START Excerpted data

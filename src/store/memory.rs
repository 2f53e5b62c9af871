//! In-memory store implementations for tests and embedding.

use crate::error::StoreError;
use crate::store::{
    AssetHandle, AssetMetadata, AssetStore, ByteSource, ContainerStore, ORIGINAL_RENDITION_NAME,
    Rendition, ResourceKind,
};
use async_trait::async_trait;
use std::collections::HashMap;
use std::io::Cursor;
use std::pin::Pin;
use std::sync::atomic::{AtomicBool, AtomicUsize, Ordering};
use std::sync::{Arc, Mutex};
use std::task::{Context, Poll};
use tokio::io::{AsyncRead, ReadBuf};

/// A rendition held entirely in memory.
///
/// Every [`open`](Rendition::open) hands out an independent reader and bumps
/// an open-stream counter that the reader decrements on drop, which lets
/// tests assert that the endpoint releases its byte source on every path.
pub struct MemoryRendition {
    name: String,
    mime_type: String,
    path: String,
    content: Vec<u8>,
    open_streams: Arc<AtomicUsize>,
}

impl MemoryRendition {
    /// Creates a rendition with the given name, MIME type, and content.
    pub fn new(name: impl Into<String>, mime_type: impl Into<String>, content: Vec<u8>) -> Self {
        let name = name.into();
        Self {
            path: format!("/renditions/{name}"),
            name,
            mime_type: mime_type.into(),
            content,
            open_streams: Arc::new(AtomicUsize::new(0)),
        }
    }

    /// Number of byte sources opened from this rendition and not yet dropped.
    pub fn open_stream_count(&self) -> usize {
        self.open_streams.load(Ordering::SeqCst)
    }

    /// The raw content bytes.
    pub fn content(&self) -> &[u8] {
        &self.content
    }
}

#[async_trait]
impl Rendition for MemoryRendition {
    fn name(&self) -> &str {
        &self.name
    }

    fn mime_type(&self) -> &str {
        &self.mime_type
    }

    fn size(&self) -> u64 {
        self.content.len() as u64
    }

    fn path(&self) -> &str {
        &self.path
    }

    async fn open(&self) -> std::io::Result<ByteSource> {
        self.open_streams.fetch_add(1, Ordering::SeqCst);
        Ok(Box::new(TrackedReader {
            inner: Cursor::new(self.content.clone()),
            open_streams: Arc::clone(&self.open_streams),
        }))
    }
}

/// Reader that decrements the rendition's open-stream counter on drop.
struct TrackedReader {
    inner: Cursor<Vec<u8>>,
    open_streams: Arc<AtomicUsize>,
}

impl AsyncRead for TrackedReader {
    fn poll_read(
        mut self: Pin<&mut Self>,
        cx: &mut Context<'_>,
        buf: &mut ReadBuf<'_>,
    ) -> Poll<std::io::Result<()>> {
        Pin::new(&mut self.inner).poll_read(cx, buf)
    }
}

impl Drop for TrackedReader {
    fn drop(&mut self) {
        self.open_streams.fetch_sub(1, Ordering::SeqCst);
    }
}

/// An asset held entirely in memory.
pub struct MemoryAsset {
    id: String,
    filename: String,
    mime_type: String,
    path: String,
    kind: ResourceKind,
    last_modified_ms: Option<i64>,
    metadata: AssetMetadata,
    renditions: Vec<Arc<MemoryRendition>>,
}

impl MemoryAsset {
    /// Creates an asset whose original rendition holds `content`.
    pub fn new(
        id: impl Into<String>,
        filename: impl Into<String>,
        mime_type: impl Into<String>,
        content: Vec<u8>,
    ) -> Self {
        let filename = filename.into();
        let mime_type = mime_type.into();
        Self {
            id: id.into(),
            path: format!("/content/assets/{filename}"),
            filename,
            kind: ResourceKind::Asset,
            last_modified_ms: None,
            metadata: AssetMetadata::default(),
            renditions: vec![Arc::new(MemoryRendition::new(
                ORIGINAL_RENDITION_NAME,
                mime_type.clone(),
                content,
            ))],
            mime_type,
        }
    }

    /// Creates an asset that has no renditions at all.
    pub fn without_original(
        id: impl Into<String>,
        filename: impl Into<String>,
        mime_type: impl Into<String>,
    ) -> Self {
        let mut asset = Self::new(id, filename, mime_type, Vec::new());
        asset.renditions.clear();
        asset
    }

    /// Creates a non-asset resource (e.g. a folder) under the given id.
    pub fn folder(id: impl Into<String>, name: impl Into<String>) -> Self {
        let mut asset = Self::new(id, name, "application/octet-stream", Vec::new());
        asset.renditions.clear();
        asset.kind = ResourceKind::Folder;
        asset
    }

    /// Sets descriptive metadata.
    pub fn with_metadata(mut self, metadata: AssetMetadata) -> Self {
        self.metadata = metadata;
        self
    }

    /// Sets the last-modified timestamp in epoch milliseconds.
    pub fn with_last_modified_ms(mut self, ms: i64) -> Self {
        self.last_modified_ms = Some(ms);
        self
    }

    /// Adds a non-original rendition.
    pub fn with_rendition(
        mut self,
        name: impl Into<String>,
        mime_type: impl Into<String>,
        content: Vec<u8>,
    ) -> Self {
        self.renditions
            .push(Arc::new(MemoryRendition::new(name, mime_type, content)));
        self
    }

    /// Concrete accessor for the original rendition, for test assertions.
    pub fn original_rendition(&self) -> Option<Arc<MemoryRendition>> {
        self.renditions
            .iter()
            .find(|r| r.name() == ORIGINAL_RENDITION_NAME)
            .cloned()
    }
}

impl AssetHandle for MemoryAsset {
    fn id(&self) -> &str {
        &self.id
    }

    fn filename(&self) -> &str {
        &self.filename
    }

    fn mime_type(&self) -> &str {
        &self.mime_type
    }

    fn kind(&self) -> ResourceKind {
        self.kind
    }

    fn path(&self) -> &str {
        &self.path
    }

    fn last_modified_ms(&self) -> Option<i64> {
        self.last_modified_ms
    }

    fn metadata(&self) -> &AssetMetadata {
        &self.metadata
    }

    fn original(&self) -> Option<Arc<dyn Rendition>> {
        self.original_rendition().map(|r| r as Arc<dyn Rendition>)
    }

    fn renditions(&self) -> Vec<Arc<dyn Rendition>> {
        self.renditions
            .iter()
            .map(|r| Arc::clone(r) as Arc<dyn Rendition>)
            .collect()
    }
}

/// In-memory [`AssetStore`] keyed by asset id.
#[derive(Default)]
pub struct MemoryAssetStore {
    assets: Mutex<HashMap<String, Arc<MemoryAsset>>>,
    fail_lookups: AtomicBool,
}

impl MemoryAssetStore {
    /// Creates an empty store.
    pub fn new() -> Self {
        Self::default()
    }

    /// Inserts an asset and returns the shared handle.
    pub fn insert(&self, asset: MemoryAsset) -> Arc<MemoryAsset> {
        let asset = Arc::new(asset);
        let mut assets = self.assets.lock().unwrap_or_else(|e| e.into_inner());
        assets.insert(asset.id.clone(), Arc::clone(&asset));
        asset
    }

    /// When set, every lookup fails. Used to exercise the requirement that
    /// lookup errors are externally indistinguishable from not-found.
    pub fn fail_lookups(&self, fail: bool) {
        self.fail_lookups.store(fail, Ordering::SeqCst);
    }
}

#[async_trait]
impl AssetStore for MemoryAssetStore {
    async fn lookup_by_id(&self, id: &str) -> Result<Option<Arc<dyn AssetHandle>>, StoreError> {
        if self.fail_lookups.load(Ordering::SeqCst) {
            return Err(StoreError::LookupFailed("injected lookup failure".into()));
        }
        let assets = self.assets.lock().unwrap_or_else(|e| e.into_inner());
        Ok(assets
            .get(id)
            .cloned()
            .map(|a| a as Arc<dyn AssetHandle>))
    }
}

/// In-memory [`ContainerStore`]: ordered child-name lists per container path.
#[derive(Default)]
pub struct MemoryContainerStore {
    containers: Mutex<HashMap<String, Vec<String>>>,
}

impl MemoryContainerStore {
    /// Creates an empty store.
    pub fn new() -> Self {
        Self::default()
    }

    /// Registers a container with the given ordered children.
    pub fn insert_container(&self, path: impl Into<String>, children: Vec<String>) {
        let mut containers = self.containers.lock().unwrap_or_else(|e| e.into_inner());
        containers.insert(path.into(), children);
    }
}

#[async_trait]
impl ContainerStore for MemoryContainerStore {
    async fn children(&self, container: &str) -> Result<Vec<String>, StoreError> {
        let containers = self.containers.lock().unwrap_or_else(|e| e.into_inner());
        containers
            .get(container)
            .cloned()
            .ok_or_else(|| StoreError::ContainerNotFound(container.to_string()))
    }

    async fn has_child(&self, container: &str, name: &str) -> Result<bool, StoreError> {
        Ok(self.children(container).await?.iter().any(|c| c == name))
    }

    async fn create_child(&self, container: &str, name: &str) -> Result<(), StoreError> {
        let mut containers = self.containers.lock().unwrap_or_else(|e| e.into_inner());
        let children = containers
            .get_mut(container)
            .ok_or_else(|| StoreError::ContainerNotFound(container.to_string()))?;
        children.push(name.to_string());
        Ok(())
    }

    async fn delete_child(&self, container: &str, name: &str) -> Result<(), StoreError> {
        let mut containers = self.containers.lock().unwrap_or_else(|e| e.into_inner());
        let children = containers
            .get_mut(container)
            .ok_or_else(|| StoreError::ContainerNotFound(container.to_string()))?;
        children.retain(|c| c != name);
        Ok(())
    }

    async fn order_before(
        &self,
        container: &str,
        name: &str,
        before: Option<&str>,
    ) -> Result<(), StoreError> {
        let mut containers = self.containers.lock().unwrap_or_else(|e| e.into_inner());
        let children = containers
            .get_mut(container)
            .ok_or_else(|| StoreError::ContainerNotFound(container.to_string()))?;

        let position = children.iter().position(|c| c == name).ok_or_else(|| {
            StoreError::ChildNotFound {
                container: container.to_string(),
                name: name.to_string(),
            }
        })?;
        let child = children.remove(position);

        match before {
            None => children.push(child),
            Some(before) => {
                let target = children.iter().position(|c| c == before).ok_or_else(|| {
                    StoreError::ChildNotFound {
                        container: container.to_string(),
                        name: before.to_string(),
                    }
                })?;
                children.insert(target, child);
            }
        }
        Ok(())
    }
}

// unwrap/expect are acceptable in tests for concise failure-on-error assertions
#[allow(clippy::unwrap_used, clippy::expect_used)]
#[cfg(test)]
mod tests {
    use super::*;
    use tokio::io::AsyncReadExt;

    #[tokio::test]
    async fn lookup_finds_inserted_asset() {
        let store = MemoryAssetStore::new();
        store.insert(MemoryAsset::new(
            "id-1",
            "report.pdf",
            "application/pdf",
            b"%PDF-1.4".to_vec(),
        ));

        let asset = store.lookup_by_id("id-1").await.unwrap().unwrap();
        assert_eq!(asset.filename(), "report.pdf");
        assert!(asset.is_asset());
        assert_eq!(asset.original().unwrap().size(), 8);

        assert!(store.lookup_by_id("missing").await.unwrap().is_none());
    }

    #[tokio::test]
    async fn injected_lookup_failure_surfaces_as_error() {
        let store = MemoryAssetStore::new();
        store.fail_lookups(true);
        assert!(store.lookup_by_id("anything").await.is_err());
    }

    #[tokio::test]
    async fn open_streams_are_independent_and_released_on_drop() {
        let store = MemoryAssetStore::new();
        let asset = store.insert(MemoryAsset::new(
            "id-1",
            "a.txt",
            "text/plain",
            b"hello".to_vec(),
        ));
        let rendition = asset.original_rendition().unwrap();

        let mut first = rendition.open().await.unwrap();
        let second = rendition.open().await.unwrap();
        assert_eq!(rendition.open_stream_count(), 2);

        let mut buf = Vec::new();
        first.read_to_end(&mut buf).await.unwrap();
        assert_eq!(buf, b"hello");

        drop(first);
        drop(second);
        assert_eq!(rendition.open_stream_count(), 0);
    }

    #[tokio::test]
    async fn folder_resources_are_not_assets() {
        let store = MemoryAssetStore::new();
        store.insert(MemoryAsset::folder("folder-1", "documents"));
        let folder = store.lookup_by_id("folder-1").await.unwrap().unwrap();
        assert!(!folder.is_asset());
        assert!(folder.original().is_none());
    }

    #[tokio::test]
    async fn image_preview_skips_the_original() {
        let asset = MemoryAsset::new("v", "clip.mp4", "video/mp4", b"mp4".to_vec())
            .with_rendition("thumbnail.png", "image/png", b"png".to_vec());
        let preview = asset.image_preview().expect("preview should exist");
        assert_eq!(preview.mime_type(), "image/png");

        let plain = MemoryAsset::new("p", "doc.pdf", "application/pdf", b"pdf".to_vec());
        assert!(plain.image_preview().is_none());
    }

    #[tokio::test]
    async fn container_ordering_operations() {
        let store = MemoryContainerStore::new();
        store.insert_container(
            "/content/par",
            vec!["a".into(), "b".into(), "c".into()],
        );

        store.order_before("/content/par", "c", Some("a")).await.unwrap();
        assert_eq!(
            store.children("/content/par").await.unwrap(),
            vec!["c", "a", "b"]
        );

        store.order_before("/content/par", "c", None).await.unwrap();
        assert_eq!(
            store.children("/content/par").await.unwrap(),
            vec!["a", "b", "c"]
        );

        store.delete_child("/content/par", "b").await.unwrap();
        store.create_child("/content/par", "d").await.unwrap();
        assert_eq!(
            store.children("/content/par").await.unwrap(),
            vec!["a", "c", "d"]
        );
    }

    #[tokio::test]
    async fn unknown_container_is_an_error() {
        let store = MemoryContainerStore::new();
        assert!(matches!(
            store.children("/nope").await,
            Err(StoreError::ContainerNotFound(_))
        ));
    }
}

END Excerpted data

= Task details =
Would you copy every line of the entries in which "ReadBuf" appears?

= Output for this exercise =
use tokio::io::{AsyncRead, ReadBuf};
        buf: &mut ReadBuf<'_>,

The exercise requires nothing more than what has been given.